How Long Does a Vinyl Car Wrap Last?
You are ready to promote your band, brand, or business with a vinyl wrap moving from just driving to advertising as you are on the go. Whether you decide to go with a full custom wrap, your logo, or even only your contact information, it is an excellent way for you to get noticed.
Not only will it help you get noticed, but it will also help protect the value of your vehicle by protecting the paint. Yet you might be wondering how long this investment will last? If cared for properly, a high-quality vinyl wrap could last for 7 years. That is all dependent on the quality of materials used, installation, and the wear and tear your vehicle goes through.
Quality Materials Will Affect Your Wrap
In the vinyl wrap world, the top two brands are 3m and Avery; each claims their materials will last for seven years. Yet, they also each have varying warranties for their materials. 3M’s most popular wrap film series 1080 is three years on vertical surfaces.
While Avery’s SW900’s wrap series is warranted dependent on what region you live in. Nashville and Tennessee fall in zone 1. Neither company warranties their vinyl for abrasion or loss of gloss, citing that these are considered normal wear and tear.
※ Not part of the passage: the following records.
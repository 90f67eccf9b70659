//! Weekly time tracker that accounts for every second of the week. Time goes to the activity you
//! selected, or to "Other" when none is, and each completed week is archived under its ISO week.
//!

pub mod cli;
pub mod session;
pub mod store;
pub mod tracker;
pub mod utils;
Quality Workmanship Will Affect How Long Your Wrap Lasts
It is tempting to try and save a few dollars by watching a youtube video on DIY installation of a vinyl wrap. Our shop can help your wrap last for years to come by using our experience to avoid bubbles, creases, and dirt that can cause the vinyl to peel early.
The last area that will help your vinyl wrap last is proper care. Taking care that your wrap does not have prolonged exposure in the sun is one key to helping it last and stay vibrant. Another key is to avoid abrasions that could scuff or cut the vinyl wrap. While washing your car, choose to hand or soft wash rather than a rough automatic car wash.
A high-quality, professionally installed vinyl wrap will not only get you noticed but will do so for years to come if you care for it properly — all at a fraction of the cost of a new paint job or traditional outdoor advertising.